Day One was founded in 2018 and raised a $60 million series A round in 2020, a few months before Bender was recruited in as president and CEO from Gilead Sciences Inc. (NASDAQ:GILD), where he  served as VP of corporate development. The biotech raised a $130 million B round in 2021, and went public in May 2021, raising $184 million. It’s since raised a further $344 million in two follow-on financing rounds.

In April, Day One received accelerated approval of its first product, a pan-RAF inhibitor Ojemda tovorafenib, to treat patients six months and older with BRAF-altered relapsed pediatric low-grade glioma. The drug is in a confirmatory Phase III trial in frontline pLGG in patients aged six months to under 25 years.

The company is becoming a pioneer in pediatric cancer drug development, an area few are dedicated to but Bender said is foundational to Day One’s model and goals. At its core, the company’s strategy involves finding opportunities that could extend to adult populations, rather than focusing on adult cancers and adding pediatric patients later.

“Any program that we bring in, we need to develop with equal intensity in both pediatrics and adults,” he said, adding that was necessary “in order to make a model work in which we’re able to put children living with cancer first.”

Day One’s first programs have begun in children and will extend to adults.

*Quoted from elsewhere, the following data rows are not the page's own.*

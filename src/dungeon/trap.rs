//! Traps (§3, §4.2 step 8).

use bevy_ecs::prelude::*;
use glam::Vec2;

#[derive(Debug, Clone, Copy, PartialEq, Eq)]
pub enum TrapType {
    Spikes,
    Flamethrower,
}

#[derive(Component, Debug, Clone)]
pub struct Trap {
    pub kind: TrapType,
    pub position: Vec2,
    pub active_duration: f32,
    pub inactive_duration: f32,
    pub damage: i32,
    pub direction: Option<Vec2>,
    pub is_active: bool,
    pub phase_timer: f32,
}

impl Trap {
    pub fn new(kind: TrapType, position: Vec2, base_damage: i32, trap_multiplier: f32) -> Self {
        let (active_duration, inactive_duration, direction) = match kind {
            TrapType::Spikes => (1.5, 2.5, None),
            TrapType::Flamethrower => (2.0, 3.0, Some(Vec2::X)),
        };
        Self {
            kind,
            position,
            active_duration,
            inactive_duration,
            damage: (base_damage as f32 * trap_multiplier).round() as i32,
            direction,
            is_active: true,
            phase_timer: 0.0,
        }
    }

    /// Advance the active/inactive phase timer (§4.7 step 6).
    pub fn advance(&mut self, delta_time: f32) {
        self.phase_timer += delta_time;
        let threshold = if self.is_active {
            self.active_duration
        } else {
            self.inactive_duration
        };
        if self.phase_timer >= threshold {
            self.phase_timer -= threshold;
            self.is_active = !self.is_active;
        }
    }
}
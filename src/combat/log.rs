//! Per-run combat log (§4.7 "Emit ... combat events").
//!
//! Grounded on the reference engine's `combat::log::CombatLog` resource
//! (entries vec keyed by a typed event enum, `recent`/`filter_by_type`
//! helpers), rebuilt here rather than copied: the new log is owned by a
//! `Run` (not a shared match-wide singleton), and its entries carry the
//! structured payload the delta broadcaster forwards as `COMBAT_EVENT`
//! rather than a pre-formatted message string.

use bevy_ecs::prelude::*;
use bevy_ecs::system::Resource;
use serde::{Deserialize, Serialize};

#[derive(Debug, Clone, Serialize, Deserialize)]
pub enum CombatLogEvent {
    Damage {
        source: Entity,
        target: Entity,
        damage: i32,
        is_crit: bool,
        blocked: i32,
        ability: Option<crate::catalog::abilities::AbilityId>,
        killed: bool,
    },
    Heal {
        source: Entity,
        target: Entity,
        amount: i32,
    },
    ManaRestore {
        source: Entity,
        target: Entity,
        amount: i32,
    },
    AbilityUsed {
        source: Entity,
        ability: crate::catalog::abilities::AbilityId,
    },
    AuraApplied {
        target: Entity,
        icon: crate::catalog::abilities::IconId,
    },
    AuraRemoved {
        target: Entity,
        icon: crate::catalog::abilities::IconId,
    },
    CrowdControl {
        source: Entity,
        target: Entity,
        duration: f32,
    },
    Death {
        entity: Entity,
    },
    Taunt {
        source: Entity,
        target: Entity,
    },
    BossPhaseChange {
        boss: Entity,
    },
    LootDrop {
        room: Entity,
    },
    FloorComplete {
        floor: u32,
    },
}

#[derive(Debug, Clone, Serialize, Deserialize)]
pub struct CombatLogEntry {
    pub tick_time: f32,
    pub event: CombatLogEvent,
}

/// Serializable as `serde_json`; entries accumulate for the lifetime of a
/// Run and are never persisted (§1.1 "no persisted state").
#[derive(Resource, Debug, Default)]
pub struct CombatLog {
    pub entries: Vec<CombatLogEntry>,
    pub tick_time: f32,
}

impl CombatLog {
    pub fn log(&mut self, event: CombatLogEvent) {
        self.entries.push(CombatLogEntry {
            tick_time: self.tick_time,
            event,
        });
    }

    pub fn recent(&self, count: usize) -> &[CombatLogEntry] {
        let start = self.entries.len().saturating_sub(count);
        &self.entries[start..]
    }

    pub fn clear(&mut self) {
        self.entries.clear();
    }
}

#[cfg(test)]
mod tests {
    use super::*;

    #[test]
    fn recent_returns_last_n_entries_in_order() {
        let mut log = CombatLog::default();
        for i in 0..5 {
            log.log(CombatLogEvent::FloorComplete { floor: i });
        }
        let recent = log.recent(2);
        assert_eq!(recent.len(), 2);
        match recent[1].event {
            CombatLogEvent::FloorComplete { floor } => assert_eq!(floor, 4),
            _ => panic!("wrong event"),
        }
    }
}
//! Vendor services (§4.8, §6 `INTERACT_VENDOR`/`PURCHASE_SERVICE`).

use bevy_ecs::prelude::*;
use serde::{Deserialize, Serialize};

use crate::catalog::abilities::AbilityId;
use crate::catalog::items::ItemDefinition;

#[derive(Debug, Clone, Copy, PartialEq, Eq, Hash, Serialize, Deserialize)]
pub enum VendorKind {
    Trainer,
    Shop,
    Crypto,
}

#[derive(Component, Debug, Clone)]
pub struct Vendor {
    pub kind: VendorKind,
}

#[derive(Debug, Clone, Copy, PartialEq, Eq, Serialize, Deserialize)]
pub enum ServiceType {
    LevelUp,
    TrainAbility,
    SellItem,
    SellAll,
}

/// Training price scales with target rank (§4.8 "Prices scale per formula
/// in static catalog").
pub fn train_ability_price(target_rank: u8) -> u32 {
    50 * target_rank as u32 * target_rank as u32
}

pub fn level_up_price(current_level: u32) -> u32 {
    20 * current_level
}

pub fn sell_price(item: &ItemDefinition) -> u32 {
    (crate::catalog::items::item_power(&item.base_stats) * 2).max(1) as u32
}

#[derive(Debug, Clone)]
pub enum VendorServiceRequest {
    LevelUp,
    TrainAbility(AbilityId),
    SellItem(usize),
    SellAll,
}

#[derive(Debug, Clone, PartialEq)]
pub enum PurchaseResult {
    Ok { gold_spent: u32 },
    InsufficientGold,
    NotOffered,
}

pub fn resolve_purchase(request: &VendorServiceRequest, gold: u32, price: u32) -> PurchaseResult {
    match request {
        VendorServiceRequest::SellItem(_) | VendorServiceRequest::SellAll => PurchaseResult::Ok { gold_spent: 0 },
        _ if gold < price => PurchaseResult::InsufficientGold,
        _ => PurchaseResult::Ok { gold_spent: price },
    }
}

#[cfg(test)]
mod tests {
    use super::*;

    #[test]
    fn training_price_scales_with_rank() {
        assert!(train_ability_price(3) > train_ability_price(1));
    }

    #[test]
    fn purchase_rejects_insufficient_gold() {
        let request = VendorServiceRequest::LevelUp;
        assert_eq!(resolve_purchase(&request, 5, 20), PurchaseResult::InsufficientGold);
        assert_eq!(resolve_purchase(&request, 25, 20), PurchaseResult::Ok { gold_spent: 20 });
    }
}
//! `CREATE_RUN_FROM_SAVE` validation (§6, §8 property 14).

use crate::catalog::classes::ClassId;
use crate::error::{DungeonError, DungeonResult};
use crate::net::intents::SaveData;

pub const MAX_NAME_LEN: usize = 30;
pub const MIN_LEVEL: u32 = 1;
pub const MAX_LEVEL: u32 = 50;
pub const MAX_GOLD: u32 = 99_999;
pub const MIN_FLOOR: u32 = 1;
pub const MAX_FLOOR: u32 = 30;
pub const MAX_ABILITIES: usize = 10;
pub const MAX_BACKPACK_ITEMS: usize = 20;
pub const MAX_LIVES: u8 = 5;

/// Rejects on any of the conditions enumerated in §6; never partially
/// applies a bad save to Run state (§7 "never mutate state").
pub fn validate_save_data(save: &SaveData) -> DungeonResult<()> {
    if save.name.is_empty() || save.name.len() > MAX_NAME_LEN {
        return Err(DungeonError::Validation(format!(
            "name length must be 1..={MAX_NAME_LEN}, got {}",
            save.name.len()
        )));
    }
    if ClassId::from_str(&save.class_id).is_none() {
        return Err(DungeonError::Validation(format!("unknown classId {:?}", save.class_id)));
    }
    if !(MIN_LEVEL..=MAX_LEVEL).contains(&save.level) {
        return Err(DungeonError::Validation(format!(
            "level must be {MIN_LEVEL}..={MAX_LEVEL}, got {}",
            save.level
        )));
    }
    if save.gold > MAX_GOLD {
        return Err(DungeonError::Validation(format!("gold must be <= {MAX_GOLD}, got {}", save.gold)));
    }
    if !(MIN_FLOOR..=MAX_FLOOR).contains(&save.floor) {
        return Err(DungeonError::Validation(format!(
            "floor must be {MIN_FLOOR}..={MAX_FLOOR}, got {}",
            save.floor
        )));
    }
    if save.abilities.len() > MAX_ABILITIES {
        return Err(DungeonError::Validation(format!(
            "abilities must be <= {MAX_ABILITIES}, got {}",
            save.abilities.len()
        )));
    }
    if save.backpack_len > MAX_BACKPACK_ITEMS {
        return Err(DungeonError::Validation(format!(
            "backpack must be <= {MAX_BACKPACK_ITEMS}, got {}",
            save.backpack_len
        )));
    }
    if save.xp < 0 {
        return Err(DungeonError::Validation(format!("xp must be >= 0, got {}", save.xp)));
    }
    if save.lives > MAX_LIVES {
        return Err(DungeonError::Validation(format!("lives must be <= {MAX_LIVES}, got {}", save.lives)));
    }
    Ok(())
}

#[cfg(test)]
mod tests {
    use super::*;

    fn valid_save() -> SaveData {
        SaveData {
            name: "Thrall".into(),
            class_id: "warrior".into(),
            level: 10,
            gold: 500,
            floor: 3,
            abilities: vec![],
            backpack_len: 5,
            xp: 100,
            lives: 3,
        }
    }

    #[test]
    fn accepts_a_well_formed_save() {
        assert!(validate_save_data(&valid_save()).is_ok());
    }

    #[test]
    fn rejects_empty_name() {
        let mut save = valid_save();
        save.name = String::new();
        assert!(validate_save_data(&save).is_err());
    }

    #[test]
    fn rejects_name_over_max_length() {
        let mut save = valid_save();
        save.name = "x".repeat(MAX_NAME_LEN + 1);
        assert!(validate_save_data(&save).is_err());
    }

    #[test]
    fn rejects_unknown_class() {
        let mut save = valid_save();
        save.class_id = "necromancer".into();
        assert!(validate_save_data(&save).is_err());
    }

    #[test]
    fn rejects_out_of_range_level_gold_floor_lives() {
        let mut save = valid_save();
        save.level = 0;
        assert!(validate_save_data(&save).is_err());

        let mut save = valid_save();
        save.gold = MAX_GOLD + 1;
        assert!(validate_save_data(&save).is_err());

        let mut save = valid_save();
        save.floor = 0;
        assert!(validate_save_data(&save).is_err());

        let mut save = valid_save();
        save.lives = MAX_LIVES + 1;
        assert!(validate_save_data(&save).is_err());
    }

    #[test]
    fn rejects_too_many_abilities_or_backpack_items() {
        let mut save = valid_save();
        save.abilities = vec![crate::catalog::abilities::AbilityId::WarriorStrike; MAX_ABILITIES + 1];
        assert!(validate_save_data(&save).is_err());

        let mut save = valid_save();
        save.backpack_len = MAX_BACKPACK_ITEMS + 1;
        assert!(validate_save_data(&save).is_err());
    }

    #[test]
    fn rejects_negative_xp() {
        let mut save = valid_save();
        save.xp = -1;
        assert!(validate_save_data(&save).is_err());
    }
}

An ADC against PTK7 that the company licensed this month from China-based MabCare Therapeutics, a unit of Multitude Therapeutics USA LLC, will reverse that order, but plans for testing in children are built-in. “That program will lead off in adults, partly because we need to establish safety before we can go into children, and thereafter we’ll develop in both populations,” said Bender.

Bender said that a key element to the strategy was building in commercialization plans from the beginning — something he advises small companies to do “at least a couple of years ahead of a launch.”

Though small companies can face challenges in commercializing their own products, he believes it fits Day One’s model, and plans to continue with the rest of the pipeline. “The pediatric oncology market is small enough and concentrated enough, and the patients are identified early on in their diagnosis and treatment, such that a commercialization process is not as challenging as in other arenas, including adult oncology, where all of those parameters are quite different,” he said. 

Having sat on both sides of the pharma deal table (prior to Gilead he was in several biotechs), he said building plans to commercialize alone is important, rather than relying on a deal to come into place when needed.

“It’s really important for small companies to continue investing and building value, whatever stage they are, in anticipation of what’s next, because those deals are never certain. You have to be in a position where you can build value regardless of whether you’re bought or not,” said Bender.